Anaylize Comment Data from Facebook
Hello Rapidminer community!
I have been trying to figure out for some days how to:
1. Pull comments from Facebook posts into Rapidminer (Solved!)
2. Use that post text to extract keywords and the corresponding sentiment (including number of times a keyword is mentioned and the number of times it had a positive / negative / neutral usage).
The 1st step has already been solved. It is the 2nd that I am having issues with. I have already been able to get the sentiment for each comment but extrcting the keywords as been an issue. I would like the information to output like the process in this link:
http://blog.aylien.com/building-a-text-analysis-process-for-customer-reviews-in-rapidminer/
I have attached picture of the data I have extracted from Facebook so you can understand where I am beginning. Also included is the csv of this information.
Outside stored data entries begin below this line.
//! Filesystem operations over a node store.

use tracing::debug;

use super::actions::FileActions;
use crate::bootstrap;
use crate::clock::Clock;
use crate::constants::DEFAULT_DRIVE;
use crate::core::{
    is_under, join_path, normalize_path_on, parse_path_on, rebase, validate_name, FileAttributes,
    FsNode, NodeKind, ParsedPath, Result, VfsError,
};
use crate::storage::{NodeStore, StoreOp};

/// Windows-style virtual filesystem.
///
/// Owns its store and clock; there is no global instance. Path arguments
/// may be in any accepted form and are normalized on the way in.
pub struct Vfs<S, C> {
    store: S,
    clock: C,
    drive: char,
}

impl<S: NodeStore, C: Clock> Vfs<S, C> {
    /// Create a VFS over `store`, defaulting to the `C:` drive.
    pub fn new(store: S, clock: C) -> Self {
        Self {
            store,
            clock,
            drive: DEFAULT_DRIVE,
        }
    }

    /// Use `drive` for paths without a drive prefix.
    pub fn with_default_drive(mut self, drive: char) -> Self {
        self.drive = drive.to_ascii_uppercase();
        self
    }

    /// The drive substituted for paths without a prefix.
    pub fn default_drive(&self) -> char {
        self.drive
    }

    /// The underlying store.
    pub fn store(&self) -> &S {
        &self.store
    }

    /// The clock stamping node metadata.
    pub fn clock(&self) -> &C {
        &self.clock
    }

    /// Canonical form of `path`.
    pub fn normalize(&self, path: &str) -> String {
        normalize_path_on(path, self.drive)
    }

    /// Canonical form of `path`, split into parent and leaf.
    pub fn parse(&self, path: &str) -> ParsedPath {
        parse_path_on(path, self.drive)
    }

    /// Fail with `MissingParent` unless `parent` is an existing directory.
    async fn require_parent_dir(&self, parent: &str) -> Result<()> {
        match self.store.get(parent).await? {
            Some(node) if node.is_directory() => Ok(()),
            _ => Err(VfsError::MissingParent(String::from(parent))),
        }
    }

    /// Shared preconditions of `mkdir` and `create_symlink`.
    async fn check_new_entry(&self, parsed: &ParsedPath) -> Result<()> {
        if !parsed.is_drive_root() {
            validate_name(&parsed.name)?;
        }

        if self.store.contains(&parsed.normalized).await? {
            return Err(VfsError::AlreadyExists(parsed.normalized.clone()));
        }

        // Drive roots have no parent to check
        if !parsed.name.is_empty() && !parsed.parent.is_empty() {
            self.require_parent_dir(&parsed.parent).await?;
        }
        Ok(())
    }

    // ========== Queries ==========

    /// Check if a node exists at `path`.
    pub async fn exists(&self, path: &str) -> Result<bool> {
        Ok(self.store.contains(&self.normalize(path)).await?)
    }

    /// Get the node stored at `path`, without following symlinks.
    pub async fn stat(&self, path: &str) -> Result<Option<FsNode>> {
        Ok(self.store.get(&self.normalize(path)).await?)
    }

    /// Follow one level of symlink.
    ///
    /// Returns the link's target verbatim if `path` is a symlink, otherwise
    /// the normalized `path`. Chains are not followed.
    pub async fn resolve_symlink(&self, path: &str) -> Result<String> {
        let normalized = self.normalize(path);
        match self.store.get(&normalized).await? {
            Some(FsNode {
                kind: NodeKind::Symlink { target },
                ..
            }) if !target.is_empty() => Ok(target),
            _ => Ok(normalized),
        }
    }

    /// Read a file's content, following one level of symlink.
    ///
    /// Anything other than a file (including nothing at all) reads as `None`.
    pub async fn read_file(&self, path: &str) -> Result<Option<Vec<u8>>> {
        let resolved = self.normalize(&self.resolve_symlink(path).await?);
        match self.store.get(&resolved).await? {
            Some(FsNode {
                kind: NodeKind::File { content },
                ..
            }) => Ok(Some(content)),
            _ => Ok(None),
        }
    }

    /// List the children of a directory, following one level of symlink.
    ///
    /// A missing directory lists as empty.
    pub async fn readdir(&self, path: &str) -> Result<Vec<FsNode>> {
        let resolved = self.normalize(&self.resolve_symlink(path).await?);
        Ok(self.store.list_by_parent(&resolved).await?)
    }

    // ========== Creation ==========

    /// Write a file, creating it or replacing its content.
    ///
    /// An existing file keeps its `created_at` and attributes.
    pub async fn write_file(&self, path: &str, content: &[u8]) -> Result<()> {
        let parsed = self.parse(path);
        validate_name(&parsed.name)?;
        self.require_parent_dir(&parsed.parent).await?;

        let now = self.clock.now();
        let node = match self.store.get(&parsed.normalized).await? {
            Some(mut existing) => {
                // Types never change in place
                if !existing.is_file() {
                    return Err(VfsError::NotAFile(parsed.normalized));
                }
                existing.kind = NodeKind::File {
                    content: content.to_vec(),
                };
                existing.modified_at = now;
                existing
            }
            None => FsNode::new_file(
                parsed.normalized,
                parsed.parent,
                parsed.name,
                content.to_vec(),
                now,
            ),
        };

        debug!(path = %node.path, size = content.len(), "write_file");
        self.store.put(node).await?;
        Ok(())
    }

    /// Create a directory. Drive roots (`X:\`) need no parent.
    pub async fn mkdir(&self, path: &str) -> Result<()> {
        let parsed = self.parse(path);
        self.check_new_entry(&parsed).await?;

        let node = FsNode::new_directory(
            parsed.normalized,
            parsed.parent,
            parsed.name,
            self.clock.now(),
        );
        debug!(path = %node.path, "mkdir");
        self.store.put(node).await?;
        Ok(())
    }

    /// Create a symbolic link at `link_path` pointing to `target`.
    ///
    /// The target is stored verbatim and never checked for reachability.
    pub async fn create_symlink(&self, link_path: &str, target: &str) -> Result<()> {
        let parsed = self.parse(link_path);
        self.check_new_entry(&parsed).await?;

        let node = FsNode::new_symlink(
            parsed.normalized,
            parsed.parent,
            parsed.name,
            String::from(target),
            self.clock.now(),
        );
        debug!(path = %node.path, link_target = target, "create_symlink");
        self.store.put(node).await?;
        Ok(())
    }

    /// Initialize a drive with the desktop layout. Idempotent.
    pub async fn initialize_drive(&self, letter: char) -> Result<()> {
        bootstrap::initialize_drive(self, letter).await
    }

    /// Bulk file actions over this VFS.
    pub fn actions(&self) -> FileActions<'_, S, C> {
        FileActions::new(self)
    }

    /// Replace a node's attributes.
    pub async fn set_attributes(&self, path: &str, attributes: FileAttributes) -> Result<()> {
        let normalized = self.normalize(path);
        let mut node = self
            .store
            .get(&normalized)
            .await?
            .ok_or(VfsError::NotFound(normalized))?;

        node.attributes = attributes;
        node.modified_at = self.clock.now();
        debug!(path = %node.path, ?attributes, "set_attributes");
        self.store.put(node).await?;
        Ok(())
    }

    // ========== Removal ==========

    /// Delete a file.
    pub async fn rm(&self, path: &str) -> Result<()> {
        let normalized = self.normalize(path);
        match self.store.get(&normalized).await? {
            Some(node) if node.is_file() => {
                debug!(path = %normalized, "rm");
                self.store.delete(&normalized).await?;
                Ok(())
            }
            _ => Err(VfsError::NotAFile(normalized)),
        }
    }

    /// Delete a file or symlink.
    pub async fn unlink(&self, path: &str) -> Result<()> {
        let normalized = self.normalize(path);
        match self.store.get(&normalized).await? {
            Some(node) if node.is_directory() => Err(VfsError::IsADirectory(normalized)),
            Some(_) => {
                debug!(path = %normalized, "unlink");
                self.store.delete(&normalized).await?;
                Ok(())
            }
            None => Err(VfsError::NotFound(normalized)),
        }
    }

    /// Delete a directory.
    ///
    /// Without `recursive`, a directory with children fails with `NotEmpty`.
    /// With it, the subtree is removed depth-first (children before their
    /// parents) in a single store batch.
    pub async fn rmdir(&self, path: &str, recursive: bool) -> Result<()> {
        let normalized = self.normalize(path);
        match self.store.get(&normalized).await? {
            Some(node) if node.is_directory() => {}
            Some(_) => return Err(VfsError::NotADirectory(normalized)),
            None => return Err(VfsError::NotFound(normalized)),
        }

        let children = self.store.list_by_parent(&normalized).await?;
        if !children.is_empty() && !recursive {
            return Err(VfsError::NotEmpty(normalized));
        }

        let doomed = self.collect_post_order(&normalized, children).await?;
        debug!(path = %normalized, removed = doomed.len(), "rmdir");
        let batch = doomed.into_iter().map(StoreOp::Delete).collect();
        self.store.apply(batch).await?;
        Ok(())
    }

    /// Paths of `root` and everything below it, children before parents.
    async fn collect_post_order(&self, root: &str, children: Vec<FsNode>) -> Result<Vec<String>> {
        // Pre-order walk; reversing it puts every node ahead of its parent
        let mut order = vec![String::from(root)];
        let mut stack: Vec<String> = Vec::new();
        let mut listed = Some(children);

        loop {
            let children = match listed.take() {
                Some(children) => children,
                None => match stack.pop() {
                    Some(dir) => {
                        let children = self.store.list_by_parent(&dir).await?;
                        order.push(dir);
                        children
                    }
                    None => break,
                },
            };

            for child in children {
                if child.is_directory() {
                    stack.push(child.path);
                } else {
                    order.push(child.path);
                }
            }
        }

        order.reverse();
        Ok(order)
    }

    // ========== Move / Copy ==========

    /// Move (rename) a node, and its whole subtree if it is a directory.
    ///
    /// The source and every descendant are re-keyed under the destination
    /// in one atomic store batch. The moved node gets a fresh `modified_at`;
    /// `created_at`, payload and attributes carry over.
    pub async fn rename(&self, from: &str, to: &str) -> Result<()> {
        let src = self.parse(from);
        let dst = self.parse(to);

        let mut node = self
            .store
            .get(&src.normalized)
            .await?
            .ok_or_else(|| VfsError::SourceMissing(src.normalized.clone()))?;
        if self.store.contains(&dst.normalized).await? {
            return Err(VfsError::DestExists(dst.normalized));
        }

        if src.is_drive_root()
            || dst.is_drive_root()
            || (node.is_directory() && is_under(&dst.normalized, &src.normalized))
        {
            return Err(VfsError::invalid_move(src.normalized, dst.normalized));
        }
        validate_name(&dst.name)?;
        self.require_parent_dir(&dst.parent).await?;

        let descendants = if node.is_directory() {
            self.store.list_subtree(&src.normalized).await?
        } else {
            Vec::new()
        };

        let mut batch = Vec::with_capacity(2 + descendants.len() * 2);
        batch.push(StoreOp::Delete(src.normalized.clone()));
        node.path = dst.normalized.clone();
        node.parent = dst.parent.clone();
        node.name = dst.name.clone();
        node.modified_at = self.clock.now();
        batch.push(StoreOp::Put(node));

        for mut child in descendants {
            let new_path = rebase(&child.path, &src.normalized, &dst.normalized)
                .ok_or_else(|| VfsError::invalid_move(child.path.clone(), dst.normalized.clone()))?;
            let parsed = parse_path_on(&new_path, self.drive);
            batch.push(StoreOp::Delete(std::mem::replace(&mut child.path, new_path)));
            child.parent = parsed.parent;
            batch.push(StoreOp::Put(child));
        }

        debug!(from = %src.normalized, to = %dst.normalized, nodes = batch.len() / 2, "rename");
        self.store.apply(batch).await?;
        Ok(())
    }

    /// Copy a node, recursively for directories.
    ///
    /// Copies are new entries: fresh timestamps, default attributes, and
    /// their own content buffers. The whole copy lands in one store batch.
    pub async fn copy(&self, from: &str, to: &str) -> Result<()> {
        let src = self.parse(from);
        let dst = self.parse(to);

        let node = self
            .store
            .get(&src.normalized)
            .await?
            .ok_or_else(|| VfsError::SourceMissing(src.normalized.clone()))?;
        if self.store.contains(&dst.normalized).await? {
            return Err(VfsError::DestExists(dst.normalized));
        }

        if dst.is_drive_root() || (node.is_directory() && is_under(&dst.normalized, &src.normalized))
        {
            return Err(VfsError::invalid_move(src.normalized, dst.normalized));
        }
        validate_name(&dst.name)?;
        self.require_parent_dir(&dst.parent).await?;

        let now = self.clock.now();
        let mut batch = Vec::new();
        // (source node, destination path, destination parent, destination name)
        let mut pending = vec![(node, dst.normalized.clone(), dst.parent, dst.name)];

        while let Some((source, path, parent, name)) = pending.pop() {
            let copy = match source.kind {
                NodeKind::File { content } => FsNode::new_file(path, parent, name, content, now),
                NodeKind::Symlink { target } => FsNode::new_symlink(path, parent, name, target, now),
                NodeKind::Directory => {
                    for child in self.store.list_by_parent(&source.path).await? {
                        let child_path = join_path(&path, &child.name);
                        let child_name = child.name.clone();
                        pending.push((child, child_path, path.clone(), child_name));
                    }
                    FsNode::new_directory(path, parent, name, now)
                }
            };
            batch.push(StoreOp::Put(copy));
        }

        debug!(from = %src.normalized, to = %dst.normalized, nodes = batch.len(), "copy");
        self.store.apply(batch).await?;
        Ok(())
    }
}

#[cfg(test)]
#[path = "vfs_tests.rs"]
mod vfs_tests;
Any help would be greatly appriciated!
Sincerely,
Gloria
Best Answer
-
sgenzer Administrator, Moderator, Employee-RapidMiner, RapidMiner Certified Analyst, Community Manager, Member, University Professor, PM Moderator Posts: 2,959 Community Manager
hello @Gloria_Fock - great. That makes life a lot easier. This should get you in a good direction. You'll have to reset the Aylien connections back to yours and the csv to where it is stored on your computer.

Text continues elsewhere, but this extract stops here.